I didn’t know what to say.
I had been deeply affected by his words whoever he was. He seemed to know some things about
Jesus that had certainly escaped me.
“I’d want to talk to you anyway, I guess.”
“Your words in San Luis Obispo moved me deeply.
You seem to know Jesus in a way I’d only hoped to.
I’m a pastor, on staff at a church in town—City Center Fellowship.
Ever hear of it?”
“No, I don’t think so!” he shook his head.
His answer offended me a little. Why wouldn’t he know about us? “Do you live around here?”
“No. Actually this is the first time I have been to Kingston.”
What brings you here?”
“Maybe your prayers,” he said laughing. “I’m not really sure.”
“Listen I’ve got to go in a few minutes. Could we meet again
“I don’t know. I really don’t have the freedom to commit to
an appointment. If we need to get together again, I’m sure we
will. This meeting happened without a schedule.”
“Could you come over for dinner tonight?
We could talk then.”
“No, I’m sorry. I already have something tonight.
What’s going on?”
Where to start?
I had so much to ask but only 20 minutes left before I had to rush back to the office,
and even then I’d be late.
“I am really frustrated.
It seems like everyone I’ve talked to lately is running on empty—
even Christians I’ve known for decades.
I met with one of our elders yesterday, who I’ve always thought to be a rock.

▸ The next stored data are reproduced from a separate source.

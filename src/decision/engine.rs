//! The triage decision engine.
//!
//! `evaluate` is a pure function of its context: no I/O, no clock, no state.
//! It never fails; anything it cannot classify comes back `BLOCKED`.

use crate::decision::rules::{self, PriorityInputs};
use crate::decision::types::{
    normalize_kind, AutonomyLevel, DecisionContext, DecisionOption, DecisionResult, DecisionWeight,
    APPOINTMENT_PRIORITY_KIND,
};
use crate::domain::types::PriorityLevel;

/// Confidence assigned to the single option of a low-weight decision.
const LOW_WEIGHT_CONFIDENCE: f64 = 0.9;
/// High-weight decisions below this confidence go to a reviewer.
const REVIEW_CONFIDENCE_THRESHOLD: f64 = 0.7;

/// Stateless decision engine.
#[derive(Debug, Clone, Copy, Default)]
pub struct DecisionEngine;

impl DecisionEngine {
    pub fn new() -> Self {
        Self
    }

    /// Evaluates a decision request.
    pub fn evaluate(&self, context: &DecisionContext) -> DecisionResult {
        if normalize_kind(&context.kind) == APPOINTMENT_PRIORITY_KIND {
            self.evaluate_priority(context)
        } else {
            DecisionResult::blocked(format!("unknown decision kind '{}'", context.kind))
        }
    }

    fn evaluate_priority(&self, context: &DecisionContext) -> DecisionResult {
        let inputs = match PriorityInputs::from_data(&context.data) {
            Ok(inputs) => inputs,
            Err(problem) => return DecisionResult::blocked(problem),
        };
        let candidate = rules::candidate_priority(&inputs);

        let weight = context.effective_weight();
        if weight == DecisionWeight::Low {
            let option = DecisionOption {
                confidence: LOW_WEIGHT_CONFIDENCE,
                ..rules::priority_option(&inputs, candidate)
            };
            return DecisionResult {
                options: vec![option.clone()],
                tradeoffs: Vec::new(),
                primary_recommendation: Some(option),
                requires_human_review: false,
                review_reason: None,
                autonomy_level: AutonomyLevel::Automatic,
            };
        }

        let extreme = rules::extreme_ambiguity_reason(&inputs);
        let options = rules::priority_options(&inputs);
        let tradeoffs = PriorityLevel::ALL
            .into_iter()
            .map(rules::tradeoff_for)
            .collect();
        let primary = options
            .iter()
            .find(|option| option.value == candidate.label())
            .or_else(|| options.first())
            .cloned();
        let ambiguous = rules::is_ambiguous(&inputs);

        let (requires_human_review, review_reason, autonomy_level) = match extreme {
            Some(reason) => (
                true,
                Some(format!("extreme ambiguity: {}", reason)),
                AutonomyLevel::Blocked,
            ),
            None if weight == DecisionWeight::Medium => (
                ambiguous,
                ambiguous.then(|| "inputs do not match a clear-cut pattern".to_string()),
                AutonomyLevel::Automatic,
            ),
            None => {
                let low_confidence = primary
                    .as_ref()
                    .is_none_or(|option| option.confidence < REVIEW_CONFIDENCE_THRESHOLD);
                if low_confidence || ambiguous {
                    let reason = if low_confidence {
                        "recommended priority has low confidence"
                    } else {
                        "inputs do not match a clear-cut pattern"
                    };
                    (true, Some(reason.to_string()), AutonomyLevel::Supervised)
                } else {
                    (false, None, AutonomyLevel::Automatic)
                }
            }
        };

        DecisionResult {
            options,
            tradeoffs,
            primary_recommendation: primary,
            requires_human_review,
            review_reason,
            autonomy_level,
        }
    }
}

#[cfg(test)]
#[path = "tests/engine_tests.rs"]
mod tests;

Jim’s pretty disillusioned with it all these days. He told me he often wonders if God is even real or if this
whole Christianity thing is just a crock.”
“What did you tell him?”
“I tried to encourage him. I told him we couldn’t live by sight but by faith;
that he’s done a lot of wonderful things for God and he’ll honor that someday.
We just have to be faithful and not trust our feelings.”
“So you told him he didn’t have the right to his feelings, or his questions?”
“No, that’s not what I said.”
“Are you sure?”
The question was gentle, not accusing.
Taken back, I replayed what I had said to him.
“Understand something, Jake, this life in Jesus is a real thing.
It’s not a game.
When people sense something’s wrong, you know what I’ve discovered? … Something usually is.”
“And I told him to ignore it,” words spoken more to myself than to John. I shook my head at the realization.
“Do you think you helped him?”
“I don’t know. I gave him a lot of encouragement, he seemed to be better.”
John didn’t speak, letting me think it through.
“You’re right, I didn’t help him at all. I guess I just blamed him.”
“Do you think he’ll come back to you next time he has those thoughts?”
I just shook my head, regretting just about everything I’d told Jim that morning. I’ll have to call him back and try again.
“But what about you, Jake.
Is it working for you?”
“Is what working?”
Are you experiencing God’s life to the degree you desire it?”
“I get frustrated from time to time, just like today.
But overall …
I can’t think of anything I’d rather do than what I’m doing right now.”
John’s head didn’t move.
“I mean, I miss the money, and the free time I had, but this is far more worthwhile.
We’re making a big impact on this city.”
Again he sat silently.
I didn’t know what else to say, but before I knew it tears began to well up in my eyes
and I found myself gasping for breath.
Suddenly I felt incredibly alone.
John’s head finally turned my way. “I’m not talking about what you’re doing.
Are you filled with the love of Jesus like you were the first day you believed in him?”
The words worked their way down into my soul
and I felt my insides melting like a pat of butter in a hot pan.
I couldn’t seem to get it out, my voice jerking with small intakes of air.
When it finally came out it did so with a long guttural sigh. “That hasn’t worked in years.
It seems like the more I do for God the further he gets away from me.”
“Or, perhaps the further you get from him.”
Whoever he was he certainly looked at everything from a different angle.
“Do you know why you feel so empty?”
“I haven’t really thought about it, John. I’ve been busy and
it seems like he’s using me to touch people. I just figured this
is the way it was supposed to be. I don’t let myself think about
it too much. It’s too discouraging.
I mean I have a lot to be thankful for, a loving and understanding wife,
a nice home
and I’m serving God with everything I have.
But it’s hollow in here.”
I punched my fist against my chest as my eyes moistened even more.
“Jim scared you didn’t he?”
“Huh?” For the second time, I was thrown off track.
“Maybe you feel just as empty as he does … but won’t slow down enough to admit it.”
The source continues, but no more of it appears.